[Stored data entries]

# # # # # # #

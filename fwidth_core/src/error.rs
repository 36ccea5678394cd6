use thiserror::Error;

#[derive(Debug, Error, Clone, PartialEq)]
pub enum SensorError {
    #[error("hardware error: {0}")]
    Hardware(String),
    #[error("hardware fault: {0}")]
    HardwareFault(String),
    #[error("configuration error: {0}")]
    Config(String),
    #[error("timeout waiting for sensor")]
    Timeout,
    #[error("invalid state: {0}")]
    State(String),
    #[error("io error: {0}")]
    Io(String),
    #[error("unknown command: {0}")]
    UnknownCommand(String),
}

#[derive(Debug, Error, Clone)]
pub enum BuildError {
    #[error("missing toolhead")]
    MissingToolhead,
    #[error("missing extrusion scaler")]
    MissingScaler,
    #[error("missing measurement delay")]
    MissingDelay,
    #[error("invalid config: {0}")]
    InvalidConfig(&'static str),
}

pub type Result<T> = eyre::Result<T>;
pub use eyre::Report;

# # # # # # #

AIM OF THE TASK
Reproduce without change every line of the entries above, from the one containing "use thiserror::Error;" through the last.

SOLVED PROBLEM
use thiserror::Error;

#[derive(Debug, Error, Clone, PartialEq)]
pub enum SensorError {
    #[error("hardware error: {0}")]
    Hardware(String),
    #[error("hardware fault: {0}")]
    HardwareFault(String),
    #[error("configuration error: {0}")]
    Config(String),
    #[error("timeout waiting for sensor")]
    Timeout,
    #[error("invalid state: {0}")]
    State(String),
    #[error("io error: {0}")]
    Io(String),
    #[error("unknown command: {0}")]
    UnknownCommand(String),
}

#[derive(Debug, Error, Clone)]
pub enum BuildError {
    #[error("missing toolhead")]
    MissingToolhead,
    #[error("missing extrusion scaler")]
    MissingScaler,
    #[error("missing measurement delay")]
    MissingDelay,
    #[error("invalid config: {0}")]
    InvalidConfig(&'static str),
}

pub type Result<T> = eyre::Result<T>;
pub use eyre::Report;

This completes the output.